Determining the amount of the outstanding loan balance is of great significance in practice. For example, if a family is buying a home with a 30-year mortgage, after making mortgage payments for 12 years, how much would they have to pay in one lump sum in order to completely pay off the mortgage?

These are two approaches used in finding the amount of the outstanding loan balance; namely, the prospective method and the retrospective method. The names chosen are appropriate, since the prospective method calculates the outstanding loan balance looking into the future, while the retrospective method calculates the outstanding loan balance looking into the past.

According to the prospective method, the outstanding loan balance at any point in time is equal to the present value at that date of the remaining payments. According to the retrospective method, the outstanding loan balance at any point in time is equal to the original amount of the loan accumulated to that date less the accumulated value at that date of all payments previously made.
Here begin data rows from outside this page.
//! Per-origin request history used by behavioral bot checks.

use chrono::{DateTime, Utc};
use dashmap::DashMap;
use serde::{Deserialize, Serialize};
use std::collections::VecDeque;

/// Default maximum entries kept per origin.
pub const DEFAULT_MAX_HISTORY: usize = 100;

/// One past request from an origin.
#[derive(Debug, Clone, PartialEq, Eq, Serialize, Deserialize)]
pub struct RequestRecord {
    pub timestamp: DateTime<Utc>,
    pub path: String,
}

impl RequestRecord {
    pub fn new(timestamp: DateTime<Utc>, path: impl Into<String>) -> Self {
        Self {
            timestamp,
            path: path.into(),
        }
    }
}

/// Store of bounded per-origin request histories.
///
/// Implementations must make `record` atomic per origin: concurrent requests
/// from the same origin must not lose appends.
pub trait RequestHistoryStore: Send + Sync {
    /// Append a request and return the origin's history, oldest first,
    /// including the new entry.
    fn record(&self, origin: &str, record: RequestRecord) -> Vec<RequestRecord>;

    /// Current history of an origin, oldest first.
    fn recent(&self, origin: &str) -> Vec<RequestRecord>;

    /// Drop entries older than `cutoff`; origins left empty are removed.
    /// Returns the number of origins removed.
    fn evict_older_than(&self, cutoff: DateTime<Utc>) -> usize;

    /// Number of tracked origins.
    fn origin_count(&self) -> usize;
}

/// In-memory history store on a sharded map.
#[derive(Debug)]
pub struct InMemoryHistoryStore {
    entries: DashMap<String, VecDeque<RequestRecord>>,
    max_entries: usize,
}

impl InMemoryHistoryStore {
    pub fn new(max_entries: usize) -> Self {
        Self {
            entries: DashMap::new(),
            max_entries: max_entries.max(1),
        }
    }
}

impl Default for InMemoryHistoryStore {
    fn default() -> Self {
        Self::new(DEFAULT_MAX_HISTORY)
    }
}

impl RequestHistoryStore for InMemoryHistoryStore {
    fn record(&self, origin: &str, record: RequestRecord) -> Vec<RequestRecord> {
        let mut history = self
            .entries
            .entry(origin.to_string())
            .or_insert_with(|| VecDeque::with_capacity(self.max_entries));

        while history.len() >= self.max_entries {
            history.pop_front();
        }
        history.push_back(record);
        history.iter().cloned().collect()
    }

    fn recent(&self, origin: &str) -> Vec<RequestRecord> {
        self.entries
            .get(origin)
            .map(|h| h.iter().cloned().collect())
            .unwrap_or_default()
    }

    fn evict_older_than(&self, cutoff: DateTime<Utc>) -> usize {
        let before = self.entries.len();
        self.entries.retain(|_, history| {
            while history.front().is_some_and(|r| r.timestamp < cutoff) {
                history.pop_front();
            }
            !history.is_empty()
        });
        before.saturating_sub(self.entries.len())
    }

    fn origin_count(&self) -> usize {
        self.entries.len()
    }
}
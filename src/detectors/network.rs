//! Network origin detector.
//!
//! Flags origins inside data-center networks or on a bad-reputation list.
//! Both lists are static CIDR tables; no live reputation or geo lookups.

use super::{DetectionContext, Detector, DetectorResult};
use ipnet::IpNet;
use std::net::IpAddr;
use tracing::warn;

pub const DATACENTER_POINTS: u32 = 50;
pub const BAD_REPUTATION_POINTS: u32 = 70;

/// Network origin detector.
#[derive(Debug, Clone, Default)]
pub struct NetworkDetector {
    datacenter: Vec<IpNet>,
    bad_reputation: Vec<IpNet>,
}

impl NetworkDetector {
    /// Build from CIDR strings. Unparsable entries are skipped.
    pub fn new(datacenter: &[String], bad_reputation: &[String]) -> Self {
        Self {
            datacenter: parse_ranges(datacenter),
            bad_reputation: parse_ranges(bad_reputation),
        }
    }

    pub fn is_datacenter(&self, ip: &IpAddr) -> bool {
        self.datacenter.iter().any(|net| net.contains(ip))
    }

    pub fn has_bad_reputation(&self, ip: &IpAddr) -> bool {
        self.bad_reputation.iter().any(|net| net.contains(ip))
    }
}

fn parse_ranges(ranges: &[String]) -> Vec<IpNet> {
    ranges
        .iter()
        .filter_map(|r| {
            // Accept bare addresses as single-host networks
            let parsed = r
                .parse::<IpNet>()
                .or_else(|_| r.parse::<IpAddr>().map(IpNet::from));
            match parsed {
                Ok(net) => Some(net),
                Err(_) => {
                    warn!(range = %r, "Skipping invalid network range");
                    None
                }
            }
        })
        .collect()
}

impl Detector for NetworkDetector {
    fn analyze(&self, ctx: &DetectionContext<'_>) -> DetectorResult {
        let mut result = DetectorResult::new(0);

        let ip: IpAddr = match ctx.signals.origin.trim().parse() {
            Ok(ip) => ip,
            Err(_) => return result,
        };

        if self.is_datacenter(&ip) {
            result.add(DATACENTER_POINTS, "datacenter_origin");
        }
        if self.has_bad_reputation(&ip) {
            result.add(BAD_REPUTATION_POINTS, "bad_reputation_origin");
        }

        result
    }

    fn name(&self) -> &'static str {
        "network"
    }
}
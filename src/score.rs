//! Bot score calculation and types.

use crate::detectors::{DetectorResult, META_KNOWN_BOT, META_KNOWN_BOT_GOOD};
use serde::{Deserialize, Serialize};

/// Bot classification of a request.
#[derive(Debug, Clone, Copy, Default, PartialEq, Eq, Hash, Serialize, Deserialize)]
#[serde(rename_all = "snake_case")]
pub enum BotClassification {
    /// Likely a human visitor
    #[default]
    Human,
    /// Known well-behaved crawler (search, social preview, monitoring)
    GoodBot,
    /// Automated traffic with a high score
    BadBot,
    /// Over the bot threshold but not conclusive
    Suspicious,
}

impl BotClassification {
    pub fn as_str(&self) -> &'static str {
        match self {
            BotClassification::Human => "human",
            BotClassification::GoodBot => "good_bot",
            BotClassification::BadBot => "bad_bot",
            BotClassification::Suspicious => "suspicious",
        }
    }
}

/// Points contributed by each detector family.
#[derive(Debug, Clone, Default, PartialEq, Eq, Serialize, Deserialize)]
pub struct BotDetectionDetails {
    pub user_agent: u32,
    pub behavioral: u32,
    pub network: u32,
    pub timing: u32,
    pub frequency: u32,
    pub headers: u32,
}

impl BotDetectionDetails {
    pub fn total(&self) -> u32 {
        self.user_agent
            .saturating_add(self.behavioral)
            .saturating_add(self.network)
            .saturating_add(self.timing)
            .saturating_add(self.frequency)
            .saturating_add(self.headers)
    }
}

/// Individual signal contributions collected from the detectors.
#[derive(Debug, Clone, Default, Serialize, Deserialize)]
pub struct SignalBreakdown {
    pub details: BotDetectionDetails,
    /// Detector names that triggered, in evaluation order
    pub detection_methods: Vec<String>,
    /// Reasons from each detector
    pub flags: Vec<String>,
    /// Known bot name if the User-Agent matched one
    pub matched_bot: Option<String>,
    pub matched_bot_good: bool,
}

impl SignalBreakdown {
    /// Fold one detector's result into the breakdown.
    pub fn record(&mut self, detector: &str, result: &DetectorResult) {
        let slot = match detector {
            "user_agent" => &mut self.details.user_agent,
            "behavioral" => &mut self.details.behavioral,
            "network" => &mut self.details.network,
            "timing" => &mut self.details.timing,
            "frequency" => &mut self.details.frequency,
            "headers" => &mut self.details.headers,
            _ => return,
        };
        *slot = slot.saturating_add(result.score);

        if result.triggered() && !self.detection_methods.iter().any(|m| m == detector) {
            self.detection_methods.push(detector.to_string());
        }
        self.flags.extend(result.reasons.iter().cloned());

        if let Some(name) = result.metadata.get(META_KNOWN_BOT) {
            self.matched_bot = Some(name.clone());
            self.matched_bot_good = result
                .metadata
                .get(META_KNOWN_BOT_GOOD)
                .is_some_and(|v| v == "true");
        }
    }
}

/// Bot detection result for one request.
#[derive(Debug, Clone, PartialEq, Serialize, Deserialize)]
pub struct BotDetectionResult {
    pub is_bot: bool,
    /// 0 = human, 100 = certainly automated
    pub bot_score: u8,
    pub confidence: u8,
    pub detection_methods: Vec<String>,
    pub flags: Vec<String>,
    pub classification: BotClassification,
    pub details: BotDetectionDetails,
    #[serde(skip_serializing_if = "Option::is_none")]
    pub matched_bot: Option<String>,
}

impl BotDetectionResult {
    /// Result for a request that triggered nothing.
    pub fn human() -> Self {
        ScoreCalculator::default().calculate(&SignalBreakdown::default())
    }
}

/// Turns a breakdown into a final score and classification.
#[derive(Debug, Clone)]
pub struct ScoreCalculator {
    pub bot_threshold: u8,
    pub bad_bot_threshold: u8,
    pub good_bot_cap: u8,
}

impl ScoreCalculator {
    pub fn new(bot_threshold: u8, bad_bot_threshold: u8, good_bot_cap: u8) -> Self {
        Self {
            bot_threshold,
            bad_bot_threshold,
            good_bot_cap,
        }
    }

    /// Calculate the final bot score.
    ///
    /// The sum is clamped to 100 before classifying; the good-bot cap is
    /// applied after, so a capped good bot keeps `is_bot`.
    pub fn calculate(&self, signals: &SignalBreakdown) -> BotDetectionResult {
        let mut score = signals.details.total().min(100) as u8;
        let is_bot = score > self.bot_threshold;

        let classification = if !is_bot {
            BotClassification::Human
        } else if signals.matched_bot_good {
            score = score.min(self.good_bot_cap);
            BotClassification::GoodBot
        } else if score > self.bad_bot_threshold {
            BotClassification::BadBot
        } else {
            BotClassification::Suspicious
        };

        let methods = signals.detection_methods.len().min(10) as u8;
        let confidence = (50 + 10 * methods).min(95);

        BotDetectionResult {
            is_bot,
            bot_score: score,
            confidence,
            detection_methods: signals.detection_methods.clone(),
            flags: signals.flags.clone(),
            classification,
            details: signals.details.clone(),
            matched_bot: signals.matched_bot.clone(),
        }
    }
}

impl Default for ScoreCalculator {
    fn default() -> Self {
        Self::new(50, 80, 70)
    }
}
// =============================================================================
// Attribution Tests
// =============================================================================

#[test]
fn test_weights_sum_to_one_for_every_model() {
    for model in [
        AttributionModel::FirstTouch,
        AttributionModel::LastTouch,
        AttributionModel::Linear,
        AttributionModel::TimeDecay,
        AttributionModel::PositionBased,
    ] {
        for n in 1..=12 {
            let sum: f64 = attribution_weights(n, model).iter().sum();
            assert!((sum - 1.0).abs() < 1e-9, "{} n={}", model, n);
        }
    }
}

#[test]
fn test_attribute_conversion_splits_value() {
    let engine = TrafficEngine::with_defaults();
    let source = engine
        .classify_source(Some("https://www.google.com/"), Some(CHROME), "https://example.com/", &UtmParameters::default(), t0())
        .source;
    let touchpoints: Vec<Touchpoint> = (0..3)
        .map(|i| Touchpoint::new(source.clone(), t0() + Duration::hours(i), "/"))
        .collect();

    let weighted = attribute_conversion(&touchpoints, AttributionModel::Linear, 300.0);
    assert!(weighted.iter().all(|t| (t.conversion_contribution - 100.0).abs() < 1e-9));
    assert!(attribute_conversion(&[], AttributionModel::Linear, 300.0).is_empty());
}

// =============================================================================
// Data Quality Tests
// =============================================================================

#[test]
fn test_quality_gate_accepts_and_flags_spike() {
    let gate = DataQualityGate::new(QualityConfig::default());
    let record = TrafficMetricsRecord {
        page_path: "/pricing".into(),
        date: chrono::NaiveDate::from_ymd_opt(2024, 5, 1),
        page_views: 900,
        sessions: 300,
        visitors: 250,
        bounce_rate: 35.0,
        avg_session_duration: 120.0,
    };
    let baseline = [100.0, 110.0, 95.0, 105.0, 98.0, 102.0, 101.0];

    let report = gate.evaluate(&record, &baseline);
    assert!(report.accepted);
    assert_eq!(report.warnings().count(), 1);
    assert!(report.is_anomalous());
}

#[test]
fn test_quality_gate_rejects_bad_rates() {
    let gate = DataQualityGate::default();
    let record = TrafficMetricsRecord {
        page_path: "/".into(),
        date: chrono::NaiveDate::from_ymd_opt(2024, 5, 1),
        bounce_rate: -5.0,
        ..Default::default()
    };

    let report = gate.evaluate(&record, &[]);
    assert!(!report.accepted);
    assert_eq!(report.errors().count(), 1);
}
It is possible to show that, in general, the prospective and retrospective methods are equivalent. At the inception date of the loan we have the following equality:

Present Value of Payments = Amount of Loan.

We now accumulate each side of this equation to the date at which the outstanding loan balance is desired, obtaining:

Current Value of Payments = Accumulated Value of Loan.

However, the payments can be divided into past and future payments giving:

Accumulated Value of Past Payments + Present Value of Future Payments = Accumulated Value of Loan.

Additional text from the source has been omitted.